> _Exercise_
The line containing "pub fn multi_select(self)" marks the end: output every line of the data up to it, and that line too, exactly as written.

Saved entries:
┌──
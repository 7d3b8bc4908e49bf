//! Input model: pointer events, modifier keys, and the pointer tracking set.
//!
//! The host adapter translates whatever the platform delivers (DOM pointer
//! events, touch lists, native input) into [`PointerEvent`]s. Everything past
//! this module works only against that abstraction.

#[cfg(test)]
#[path = "input_test.rs"]
mod input_test;

use serde::{Deserialize, Serialize};

use crate::geometry::Point;

/// Keyboard modifier keys held during an event.
#[allow(clippy::struct_excessive_bools)]
#[derive(Debug, Clone, Copy, Default, PartialEq, Eq, Serialize, Deserialize)]
#[serde(default)]
pub struct Modifiers {
    /// Shift key is held.
    pub shift: bool,
    /// Ctrl key is held.
    pub ctrl: bool,
    /// Alt / Option key is held.
    pub alt: bool,
    /// Meta / Command key is held.
    pub meta: bool,
}

impl Modifiers {
    /// Shift, Ctrl or Meta: the keys that toggle multi-selection.
    #[must_use]
    pub fn multi_select(self) -> bool {
        self.shift || self.ctrl || self.meta
    }
}

/// Mouse button identifier.
#[derive(Debug, Clone, Copy, PartialEq, Eq, Default, Serialize, Deserialize)]
#[serde(rename_all = "lowercase")]
pub enum Button {
    /// Left mouse button (or single-finger touch).
    #[default]
    Primary,
    /// Middle mouse button (scroll wheel click).
    Middle,
    /// Right mouse button (or two-finger tap).
    Secondary,
}

/// Device that produced a pointer event.
#[derive(Debug, Clone, Copy, PartialEq, Eq, Default, Serialize, Deserialize)]
#[serde(rename_all = "lowercase")]
pub enum PointerKind {
    #[default]
    Mouse,
    Touch,
    Pen,
}

/// A single pointer event in screen space.
#[derive(Debug, Clone, Copy, PartialEq, Serialize, Deserialize)]
pub struct PointerEvent {
    pub pointer_id: i32,
    /// Screen position in CSS pixels.
    pub position: Point,
    #[serde(default)]
    pub button: Button,
    #[serde(default)]
    pub modifiers: Modifiers,
    /// First contact of a new gesture (the first finger, or any mouse press).
    #[serde(default = "default_primary")]
    pub is_primary: bool,
    #[serde(default)]
    pub kind: PointerKind,
}

fn default_primary() -> bool {
    true
}

impl PointerEvent {
    /// A primary mouse event with no modifiers.
    #[must_use]
    pub fn mouse(pointer_id: i32, x: f64, y: f64) -> Self {
        Self {
            pointer_id,
            position: Point::new(x, y),
            button: Button::Primary,
            modifiers: Modifiers::default(),
            is_primary: true,
            kind: PointerKind::Mouse,
        }
    }

    /// A touch event. `is_primary` marks the first finger of a gesture.
    #[must_use]
    pub fn touch(pointer_id: i32, x: f64, y: f64, is_primary: bool) -> Self {
        Self { is_primary, kind: PointerKind::Touch, ..Self::mouse(pointer_id, x, y) }
    }

    #[must_use]
    pub fn with_modifiers(self, modifiers: Modifiers) -> Self {
        Self { modifiers, ..self }
    }

    #[must_use]
    pub fn at(self, x: f64, y: f64) -> Self {
        Self { position: Point::new(x, y), ..self }
    }
}

/// Currently pressed pointers, in arrival order.
///
/// A primary pointer-down starts a new gesture and forgets everything tracked
/// before it, so a lost `pointerup` can never leave a ghost finger behind.
#[derive(Debug, Clone, Default)]
pub struct PointerTracker {
    pointers: Vec<PointerEvent>,
}

impl PointerTracker {
    #[must_use]
    pub fn new() -> Self {
        Self::default()
    }

    /// Record a pointer-down.
    pub fn add(&mut self, event: PointerEvent) {
        if event.is_primary {
            self.pointers.clear();
        }
        if let Some(existing) = self.pointers.iter_mut().find(|p| p.pointer_id == event.pointer_id) {
            *existing = event;
        } else {
            self.pointers.push(event);
        }
    }

    /// Refresh the stored position of a tracked pointer.
    pub fn update(&mut self, event: PointerEvent) {
        if let Some(existing) = self.pointers.iter_mut().find(|p| p.pointer_id == event.pointer_id) {
            *existing = event;
        }
    }

    /// Forget a pointer on pointer-up / cancel.
    pub fn remove(&mut self, pointer_id: i32) {
        self.pointers.retain(|p| p.pointer_id != pointer_id);
    }

    #[must_use]
    pub fn len(&self) -> usize {
        self.pointers.len()
    }

    #[must_use]
    pub fn is_empty(&self) -> bool {
        self.pointers.is_empty()
    }

    /// More than one pointer is down: the gesture belongs to pinch-zoom.
    #[must_use]
    pub fn is_multi_touch(&self) -> bool {
        self.pointers.len() > 1
    }

    #[must_use]
    pub fn pointers(&self) -> &[PointerEvent] {
        &self.pointers
    }
}
#[cfg(test)]
#[path = "hit_test.rs"]
mod hit_test;

use crate::camera::PageViewport;
use crate::control::{self, Compass, ControlPoint, ControlPointKind};
use crate::doc::{Layer, Page, Styles};
use crate::geometry::{self, Point, Rect};

/// Which part of a layer was hit.
#[derive(Debug, Clone, Copy, PartialEq, Eq)]
pub enum HitPart {
    Body,
    /// A child of the active group or frame.
    SubLayer(usize),
    Control(ControlPointKind, Compass),
}

/// Result of a hit test.
#[derive(Debug, Clone, Copy, PartialEq, Eq)]
pub struct Hit {
    pub page: usize,
    pub layer: usize,
    pub part: HitPart,
}

/// Map a point in the parent's space into `styles`' own unrotated frame,
/// relative to its top-left and in unscaled units.
#[must_use]
pub fn to_local(styles: &Styles, point: Point) -> Point {
    let unrotated = geometry::rotated_point(-styles.rotate, styles.center(), point);
    let scale = if styles.scale > 0.0 { styles.scale } else { 1.0 };
    Point::new((unrotated.x - styles.x) / scale, (unrotated.y - styles.y) / scale)
}

/// Top-most page-level layer whose rotated box contains `point` (page units).
#[must_use]
pub fn hit_layer(page: &Page, point: Point) -> Option<usize> {
    page.layers
        .iter()
        .enumerate()
        .rev()
        .find(|(_, layer)| control::is_click_on_controller(point, layer.styles()))
        .map(|(i, _)| i)
}

/// Top-most child of a group, frame or `Tmp` under `point` (page units).
#[must_use]
pub fn hit_sub_layer(layer: &Layer, point: Point) -> Option<usize> {
    let children = layer.children();
    if children.is_empty() {
        return None;
    }
    let local = to_local(layer.styles(), point);
    children
        .iter()
        .enumerate()
        .rev()
        .find(|(_, child)| control::is_click_on_controller(local, child.styles()))
        .map(|(i, _)| i)
}

/// Control point of `layer` under `screen`, if any.
#[must_use]
pub fn hit_control_point(layer: &Layer, screen: Point, viewport: &PageViewport) -> Option<ControlPoint> {
    let s = layer.styles();
    let page_pt = viewport.screen_to_page(screen);
    let unrotated = geometry::rotated_point(-s.rotate, s.center(), page_pt);
    let ratio = viewport.ratio();
    let local = Point::new((unrotated.x - s.x) * ratio, (unrotated.y - s.y) * ratio);
    control::control_points(layer, viewport)
        .into_iter()
        .rev()
        .find(|cp| Rect::new(cp.position.x, cp.position.y, cp.size, cp.size).contains(local))
}

/// Test what is under `screen` on page `page_index`.
///
/// The selected layer's control points win, then a child of the selected
/// group or frame, then the top-most layer body.
#[must_use]
pub fn hit_test(
    page: &Page,
    page_index: usize,
    screen: Point,
    viewport: &PageViewport,
    selected: Option<usize>,
) -> Option<Hit> {
    let point = viewport.screen_to_page(screen);
    if let Some(sel) = selected {
        if let Some(layer) = page.layers.get(sel) {
            if let Some(cp) = hit_control_point(layer, screen, viewport) {
                return Some(Hit { page: page_index, layer: sel, part: HitPart::Control(cp.kind, cp.compass) });
            }
        }
    }
    let index = hit_layer(page, point)?;
    if selected == Some(index) {
        let layer = &page.layers[index];
        if matches!(layer, Layer::Group(_) | Layer::Frame(_)) {
            if let Some(sub) = hit_sub_layer(layer, point) {
                return Some(Hit { page: page_index, layer: index, part: HitPart::SubLayer(sub) });
            }
        }
    }
    Some(Hit { page: page_index, layer: index, part: HitPart::Body })
}
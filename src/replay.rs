//! Scripted input replay.
//!
//! A script is a JSON array of steps fed to an [`EngineCore`] in order. It is
//! how the `design-canvas replay` command reproduces an interaction headlessly.

#[cfg(test)]
#[path = "replay_test.rs"]
mod replay_test;

use serde::Deserialize;
use tracing::debug;

use crate::align::Alignment;
use crate::camera::PageViewport;
use crate::engine::{Action, EngineCore};
use crate::geometry::Point;
use crate::input::PointerEvent;
use crate::zindex::LayerOrder;

fn default_scale() -> f64 {
    1.0
}

#[derive(Debug, Clone, PartialEq, Deserialize)]
#[serde(tag = "op", rename_all = "kebab-case")]
pub enum ScriptStep {
    Viewport {
        page: usize,
        #[serde(default)]
        x: f64,
        #[serde(default)]
        y: f64,
        #[serde(default = "default_scale")]
        zoom: f64,
        #[serde(default = "default_scale")]
        content_scale: f64,
    },
    Down(PointerEvent),
    Move(PointerEvent),
    Up(PointerEvent),
    Cancel { pointer_id: i32 },
    Frame,
    Pinch,
    EndPinch,
    Select { page: usize, index: usize },
    Deselect,
    Align { alignment: Alignment },
    Order { order: LayerOrder },
    Group,
    Ungroup,
    EditText,
    Delete,
}

/// Parse a script document.
///
/// # Errors
///
/// Returns the serde error when the script is not a valid step array.
pub fn parse_script(json: &str) -> Result<Vec<ScriptStep>, serde_json::Error> {
    serde_json::from_str(json)
}

/// Run one step and return what it produced.
pub fn run_step(engine: &mut EngineCore, step: &ScriptStep) -> Vec<Action> {
    debug!(?step, "replay step");
    match step {
        ScriptStep::Viewport { page, x, y, zoom, content_scale } => {
            let viewport = PageViewport { origin: Point::new(*x, *y), zoom: *zoom, content_scale: *content_scale };
            engine.set_viewport(*page, viewport);
            Vec::new()
        }
        ScriptStep::Down(event) => engine.on_pointer_down(*event),
        ScriptStep::Move(event) => engine.on_pointer_move(*event),
        ScriptStep::Up(event) => engine.on_pointer_up(*event),
        ScriptStep::Cancel { pointer_id } => engine.on_pointer_cancel(*pointer_id),
        ScriptStep::Frame => engine.on_frame(),
        ScriptStep::Pinch => engine.begin_pinch(),
        ScriptStep::EndPinch => {
            engine.end_pinch();
            Vec::new()
        }
        ScriptStep::Select { page, index } => {
            engine.editor.select_layer(*page, *index);
            Vec::new()
        }
        ScriptStep::Deselect => {
            engine.editor.deselect();
            Vec::new()
        }
        ScriptStep::Align { alignment } => engine.align_selected(*alignment),
        ScriptStep::Order { order } => engine.order_selected(*order),
        ScriptStep::Group => engine.group_selected(),
        ScriptStep::Ungroup => engine.ungroup_selected(),
        ScriptStep::EditText => engine.edit_selected_text(),
        ScriptStep::Delete => engine.delete_selected(),
    }
}

/// Run every step in order.
pub fn run_script(engine: &mut EngineCore, steps: &[ScriptStep]) -> Vec<Action> {
    steps.iter().flat_map(|step| run_step(engine, step)).collect()
}
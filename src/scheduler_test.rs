use super::*;

#[test]
fn new_scheduler_is_empty() {
    let s: FrameScheduler<u64, i32> = FrameScheduler::new();
    assert!(s.is_empty());
    assert_eq!(s.dropped(), 0);
}

#[test]
fn second_payload_for_same_key_is_dropped() {
    let mut s = FrameScheduler::new();
    assert!(s.schedule(1u64, "first"));
    assert!(!s.schedule(1u64, "second"));
    assert_eq!(s.dropped(), 1);
    assert_eq!(s.flush(), vec![(1, "first")]);
}

#[test]
fn keys_are_independent() {
    let mut s = FrameScheduler::new();
    assert!(s.schedule(1u64, 10));
    assert!(s.schedule(2u64, 20));
    assert!(s.is_pending(&1));
    assert!(s.is_pending(&2));
    assert_eq!(s.flush(), vec![(1, 10), (2, 20)]);
}

#[test]
fn flush_frees_every_slot() {
    let mut s = FrameScheduler::new();
    s.schedule(1u64, 'a');
    let _ = s.flush();
    assert!(s.is_empty());
    assert!(s.schedule(1u64, 'b'));
    assert_eq!(s.flush(), vec![(1, 'b')]);
}

#[test]
fn cancel_discards_pending_for_key() {
    let mut s = FrameScheduler::new();
    s.schedule(1u64, 1);
    s.schedule(2u64, 2);
    s.cancel(&1);
    assert!(!s.is_pending(&1));
    assert_eq!(s.flush(), vec![(2, 2)]);
}
//! Z-order maintenance.
//!
//! A page's render order is its `layers` array. Each layer's `styles.zindex`
//! mirrors that order as `index + 1`. Every structural change (insert, remove,
//! reorder, wrap, dissolve) is followed by [`reassign_zindex`] so the two never
//! drift apart.

#[cfg(test)]
#[path = "zindex_test.rs"]
mod zindex_test;

use serde::{Deserialize, Serialize};
use tracing::{debug, warn};

use crate::doc::{Layer, Page, StylePatch};

/// Layer-order commands from the arrange menu.
#[derive(Debug, Clone, Copy, PartialEq, Eq, Serialize, Deserialize)]
#[serde(rename_all = "lowercase")]
pub enum LayerOrder {
    /// To the top of the stack.
    Front,
    /// To the bottom of the stack.
    Back,
    /// One step up.
    Forward,
    /// One step down.
    Backward,
}

/// Write `zindex = index + 1` into every layer of the page. A `Tmp` wrapper
/// hands its own zindex to every wrapped child so they render as one block.
pub fn reassign_zindex(page: &mut Page) {
    for (i, layer) in page.layers.iter_mut().enumerate() {
        #[allow(clippy::cast_possible_wrap)]
        let z = i as i64 + 1;
        set_zindex(layer, z);
        if let Layer::Tmp(tmp) = layer {
            for child in &mut tmp.layers {
                set_zindex(child, z);
            }
        }
    }
}

fn set_zindex(layer: &mut Layer, z: i64) {
    if layer.styles().zindex != z {
        layer.patch_styles(&StylePatch { zindex: Some(z), ..StylePatch::default() });
    }
}

/// Move the layer at `index` according to `order`, then renumber.
///
/// Returns the layer's new index, or `None` when `index` is out of range.
/// Forward on the top layer and Backward on the bottom layer leave the order
/// unchanged but still renumber.
pub fn update_layer_order(page: &mut Page, index: usize, order: LayerOrder) -> Option<usize> {
    let len = page.layers.len();
    if index >= len {
        warn!(index, len, ?order, "update_layer_order: index out of range");
        return None;
    }
    let target = match order {
        LayerOrder::Front => len - 1,
        LayerOrder::Back => 0,
        LayerOrder::Forward => (index + 1).min(len - 1),
        LayerOrder::Backward => index.saturating_sub(1),
    };
    if target != index {
        let layer = page.layers.remove(index);
        page.layers.insert(target, layer);
        debug!(from = index, to = target, ?order, "layer reordered");
    }
    reassign_zindex(page);
    Some(target)
}

/// Whether zindex values are exactly `1..=n` in array order.
#[must_use]
pub fn is_contiguous(page: &Page) -> bool {
    page.layers
        .iter()
        .enumerate()
        .all(|(i, layer)| usize::try_from(layer.styles().zindex).is_ok_and(|z| z == i + 1))
}
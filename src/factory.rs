//! Layer factory and design JSON import / export.
//!
//! Builders produce layers with consistent init sizes and fresh ids. Import
//! validates every `type` tag up front so an unknown or transient layer kind
//! is reported by name instead of as a generic serde error.

#[cfg(test)]
#[path = "factory_test.rs"]
mod factory_test;

use serde_json::Value;
use uuid::Uuid;

use crate::control;
use crate::doc::{
    Design, FrameLayer, GroupLayer, ImageFormat, ImageLayer, Layer, LayerFlags, ScaleType, ShapeCategory, ShapeLayer,
    Styles, TextFormat, TextLayer,
};
use crate::geometry::Point;

// =============================================================================
// TYPES
// =============================================================================

#[derive(Debug, thiserror::Error)]
pub enum FactoryError {
    #[error("layer is missing a `type` tag")]
    MissingType,
    #[error("unknown layer type: {0}")]
    UnknownType(String),
    #[error("layer type `tmp` is transient and cannot be imported")]
    TransientType,
    #[error("malformed design json: {0}")]
    Malformed(#[from] serde_json::Error),
}

const PERSISTED_TYPES: [&str; 5] = ["shape", "text", "image", "group", "frame"];

// =============================================================================
// BUILDERS
// =============================================================================

#[must_use]
pub fn text_layer(text: &str, x: f64, y: f64, width: f64, height: f64) -> Layer {
    Layer::Text(TextLayer {
        id: Uuid::new_v4(),
        styles: Styles::with_rect(x, y, width, height),
        flags: LayerFlags::default(),
        text: text.to_owned(),
        format: TextFormat::default(),
    })
}

#[must_use]
pub fn image_layer(src: &str, x: f64, y: f64, width: f64, height: f64) -> Layer {
    Layer::Image(ImageLayer {
        id: Uuid::new_v4(),
        styles: Styles::with_rect(x, y, width, height),
        flags: LayerFlags::default(),
        src: src.to_owned(),
        format: ImageFormat::default(),
    })
}

/// A vector shape whose authored size equals its initial box.
#[must_use]
pub fn shape_layer(category: ShapeCategory, x: f64, y: f64, width: f64, height: f64) -> Layer {
    Layer::Shape(ShapeLayer {
        id: Uuid::new_v4(),
        styles: Styles::with_rect(x, y, width, height),
        flags: LayerFlags::default(),
        category,
        v_size: [width, height],
        p_diff: [0.0, 0.0],
        scale_type: ScaleType::Both,
        ratio: 1.0,
        point: None,
        stroke: 0.0,
        color: Vec::new(),
    })
}

/// A two-point line from `start` to `end` in page units.
#[must_use]
pub fn line_layer(start: Point, end: Point, stroke: f64) -> Layer {
    let (patch, point) = control::line_layout(start, end, stroke, 1.0);
    Layer::Shape(ShapeLayer {
        id: Uuid::new_v4(),
        styles: Styles::default().patched(&patch),
        flags: LayerFlags::default(),
        category: ShapeCategory::D,
        v_size: [0.0, 0.0],
        p_diff: [0.0, 0.0],
        scale_type: ScaleType::Both,
        ratio: 1.0,
        point: Some(point),
        stroke,
        color: vec!["#000000".to_owned()],
    })
}

/// A persisted group around page-level layers.
#[must_use]
pub fn group_layer(children: Vec<Layer>) -> Layer {
    Layer::Group(GroupLayer::wrap(children))
}

/// A frame with image clips positioned in the frame's local space.
#[must_use]
pub fn frame_layer(x: f64, y: f64, width: f64, height: f64, clips: Vec<Layer>) -> Layer {
    Layer::Frame(FrameLayer {
        id: Uuid::new_v4(),
        styles: Styles::with_rect(x, y, width, height),
        flags: LayerFlags::default(),
        clips,
        decoration: None,
    })
}

// =============================================================================
// IMPORT / EXPORT
// =============================================================================

/// Build a layer from its JSON record.
///
/// # Errors
///
/// `MissingType` / `UnknownType` / `TransientType` when a `type` tag (here or
/// in any child) is absent or not a persisted kind, `Malformed` when the
/// record does not fit the kind.
pub fn new_layer(value: Value) -> Result<Layer, FactoryError> {
    check_layer_types(&value)?;
    Ok(serde_json::from_value(value)?)
}

fn check_layer_types(value: &Value) -> Result<(), FactoryError> {
    let Some(kind) = value.get("type") else {
        return Err(FactoryError::MissingType);
    };
    let kind = kind.as_str().ok_or(FactoryError::MissingType)?;
    if kind == "tmp" {
        return Err(FactoryError::TransientType);
    }
    if !PERSISTED_TYPES.contains(&kind) {
        return Err(FactoryError::UnknownType(kind.to_owned()));
    }
    for key in ["layers", "clips"] {
        if let Some(Value::Array(children)) = value.get(key) {
            for child in children {
                check_layer_types(child)?;
            }
        }
    }
    Ok(())
}

/// Parse a design document.
///
/// # Errors
///
/// Any [`FactoryError`] raised by a page's layers.
pub fn design_from_json(json: &str) -> Result<Design, FactoryError> {
    let value: Value = serde_json::from_str(json)?;
    if let Some(Value::Array(pages)) = value.get("pages") {
        for page in pages {
            if let Some(Value::Array(layers)) = page.get("layers") {
                for layer in layers {
                    check_layer_types(layer)?;
                }
            }
        }
    }
    Ok(serde_json::from_value(value)?)
}

/// Serialize a design document as pretty JSON.
///
/// # Errors
///
/// `Malformed` if serialization fails.
pub fn design_to_json(design: &Design) -> Result<String, FactoryError> {
    Ok(serde_json::to_string_pretty(design)?)
}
└──
> _Written reply_
repository 7d3b8bc4908e49bf
//! Input model: pointer events, modifier keys, and the pointer tracking set.
//!
//! The host adapter translates whatever the platform delivers (DOM pointer
//! events, touch lists, native input) into [`PointerEvent`]s. Everything past
//! this module works only against that abstraction.

#[cfg(test)]
#[path = "input_test.rs"]
mod input_test;

use serde::{Deserialize, Serialize};

use crate::geometry::Point;

/// Keyboard modifier keys held during an event.
#[allow(clippy::struct_excessive_bools)]
#[derive(Debug, Clone, Copy, Default, PartialEq, Eq, Serialize, Deserialize)]
#[serde(default)]
pub struct Modifiers {
    /// Shift key is held.
    pub shift: bool,
    /// Ctrl key is held.
    pub ctrl: bool,
    /// Alt / Option key is held.
    pub alt: bool,
    /// Meta / Command key is held.
    pub meta: bool,
}

impl Modifiers {
    /// Shift, Ctrl or Meta: the keys that toggle multi-selection.
    #[must_use]
    pub fn multi_select(self) -> bool {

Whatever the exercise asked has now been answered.